[Data extracted from a collection]
Content starts

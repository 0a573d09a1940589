//! # Tile Lighting
//!
//! Flood-fill light propagation over the visible tile region.
//!
//! ## Algorithm
//!
//! 1. Every cell of the grid starts at the ambient floor
//! 2. Each light raises its own tile's cell to its intensity
//! 3. A FIFO worklist spreads light to the 4 orthogonal neighbours, losing a
//!    fixed step per tile (more when leaving a solid tile)
//!
//! A neighbour is written and queued only when the candidate value exceeds
//! what it already holds. Cells never get darker during a build, which makes
//! overlapping lights correct in any order and bounds the work by the number
//! of raises.
//!
//! The grid is rebuilt from scratch on every call; nothing carries over
//! between frames except allocations.

use std::collections::VecDeque;

use delve_core::Vec2;
use delve_procedural::TileWorld;

use crate::camera::{Camera2D, TileRect};
use crate::config::LightingConfig;

/// Darkest overlay alpha the renderer applies.
pub const MAX_DARKNESS_ALPHA: u8 = 220;

/// A light to propagate, in world pixels.
#[derive(Clone, Copy, Debug, PartialEq)]
pub struct LightSource {
    /// Position in world pixels.
    pub pos_px: Vec2,
    /// Radius hint in tiles (informational).
    pub radius_tiles: i32,
    /// Intensity at the source tile.
    pub intensity: u8,
}

impl LightSource {
    /// Creates a light at a world pixel position.
    #[must_use]
    pub const fn new(pos_px: Vec2, intensity: u8) -> Self {
        Self {
            pos_px,
            radius_tiles: 10,
            intensity,
        }
    }
}

/// Counters from one [`LightMap::build`].
#[derive(Clone, Copy, Debug, Default, PartialEq, Eq)]
pub struct LightStats {
    /// Lights that raised their own cell.
    pub seeded: usize,
    /// Neighbour cells raised during propagation.
    pub raises: usize,
    /// Cells in the grid.
    pub cells: usize,
}

/// Rectangular grid of light levels over world tiles.
#[derive(Clone, Debug)]
pub struct LightMap {
    /// Tiles covered; `x0, y0` is the origin of cell `(0, 0)`.
    bounds: TileRect,
    /// Light levels, row-major.
    cells: Vec<u8>,
    ambient: u8,
    open_decay: u8,
    solid_decay: u8,
    margin: i32,
    /// Reused between builds.
    queue: VecDeque<(i32, i32, u8)>,
    warned_dim_lights: bool,
}

impl Default for LightMap {
    fn default() -> Self {
        Self::new(&LightingConfig::default())
    }
}

impl LightMap {
    /// Creates an empty map. Every sample reads ambient until the first build.
    #[must_use]
    pub fn new(config: &LightingConfig) -> Self {
        Self {
            bounds: TileRect::new(0, 0, -1, -1),
            cells: Vec::new(),
            ambient: config.ambient,
            open_decay: config.open_decay,
            solid_decay: config.solid_decay,
            margin: config.grid_margin,
            queue: VecDeque::with_capacity(4096),
            warned_dim_lights: false,
        }
    }

    /// Ambient floor.
    #[inline]
    #[must_use]
    pub const fn ambient(&self) -> u8 {
        self.ambient
    }

    /// Changes the ambient floor. Takes effect on the next build.
    pub fn set_ambient(&mut self, ambient: u8) {
        self.ambient = ambient;
        self.warned_dim_lights = false;
    }

    /// Tiles covered by the last build.
    #[inline]
    #[must_use]
    pub const fn bounds(&self) -> TileRect {
        self.bounds
    }

    /// Light levels from the last build, row-major over [`LightMap::bounds`].
    #[inline]
    #[must_use]
    pub fn cells(&self) -> &[u8] {
        &self.cells
    }

    /// Rebuilds over the camera's view plus the configured margin.
    pub fn build_visible(
        &mut self,
        world: &mut TileWorld,
        camera: &Camera2D,
        lights: &[LightSource],
    ) -> LightStats {
        let rect = camera.visible_tiles(world.tile_px(), self.margin);
        self.build(world, rect, lights)
    }

    /// Rebuilds the grid over `rect` from `lights`.
    ///
    /// An empty `rect` leaves an empty grid; every sample then reads ambient.
    pub fn build(&mut self, world: &mut TileWorld, rect: TileRect, lights: &[LightSource]) -> LightStats {
        self.queue.clear();
        if rect.is_empty() {
            self.bounds = TileRect::new(0, 0, -1, -1);
            self.cells.clear();
            return LightStats::default();
        }

        self.bounds = rect;
        self.cells.clear();
        self.cells.resize(rect.area(), self.ambient);
        self.warn_if_lights_too_dim(lights);

        let mut stats = LightStats {
            cells: self.cells.len(),
            ..LightStats::default()
        };

        for light in lights {
            let (tile_x, tile_y) = world.tile_at_pixel(light.pos_px.x, light.pos_px.y);
            if self.raise(tile_x - rect.x0, tile_y - rect.y0, light.intensity) {
                stats.seeded += 1;
            }
        }

        while let Some((x, y, level)) = self.queue.pop_front() {
            if level <= 1 {
                continue;
            }

            let decay = if world.is_solid_at(rect.x0 + x, rect.y0 + y) {
                self.solid_decay
            } else {
                self.open_decay
            };
            let next = level.saturating_sub(decay);

            for (dx, dy) in [(1, 0), (-1, 0), (0, 1), (0, -1)] {
                if self.raise(x + dx, y + dy, next) {
                    stats.raises += 1;
                }
            }
        }

        tracing::trace!(
            "Light map rebuilt: {} cells, {} seeds, {} raises",
            stats.cells,
            stats.seeded,
            stats.raises
        );
        stats
    }

    /// Raises grid cell `(x, y)` to `level` and queues it, if that is brighter.
    fn raise(&mut self, x: i32, y: i32, level: u8) -> bool {
        let Some(index) = self.index(x, y) else {
            return false;
        };
        if level <= self.cells[index] {
            return false;
        }
        self.cells[index] = level;
        self.queue.push_back((x, y, level));
        true
    }

    /// Grid-local cell to vector index, if inside the grid.
    #[inline]
    fn index(&self, x: i32, y: i32) -> Option<usize> {
        let (w, h) = (self.bounds.width(), self.bounds.height());
        if x < 0 || y < 0 || x >= w || y >= h {
            return None;
        }
        Some(y as usize * w as usize + x as usize)
    }

    /// Light level at a world tile. Outside the grid this is ambient.
    #[must_use]
    pub fn sample_tile(&self, tile_x: i32, tile_y: i32) -> u8 {
        let (Some(x), Some(y)) = (
            tile_x.checked_sub(self.bounds.x0),
            tile_y.checked_sub(self.bounds.y0),
        ) else {
            return self.ambient;
        };
        self.index(x, y).map_or(self.ambient, |index| self.cells[index])
    }

    fn warn_if_lights_too_dim(&mut self, lights: &[LightSource]) {
        if self.warned_dim_lights || lights.is_empty() {
            return;
        }
        if lights.iter().all(|light| light.intensity <= self.ambient) {
            tracing::warn!(
                "Ambient light {} is at least as bright as every light source; lights have no effect",
                self.ambient
            );
            self.warned_dim_lights = true;
        }
    }
}

/// Overlay alpha for a light level: fully lit is transparent, darkness caps at 220.
#[must_use]
pub fn darkness_alpha(level: u8) -> u8 {
    let missing = 255 - i32::from(level);
    let alpha = (missing * i32::from(MAX_DARKNESS_ALPHA) / 255).clamp(0, i32::from(MAX_DARKNESS_ALPHA));
    alpha as u8
}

Content ends

Assignment
Scan the entries above for the string "camera", and copy every line where it turns up.

Solution
use crate::camera::{Camera2D, TileRect};
    /// Rebuilds over the camera's view plus the configured margin.
        camera: &Camera2D,
        let rect = camera.visible_tiles(world.tile_px(), self.margin);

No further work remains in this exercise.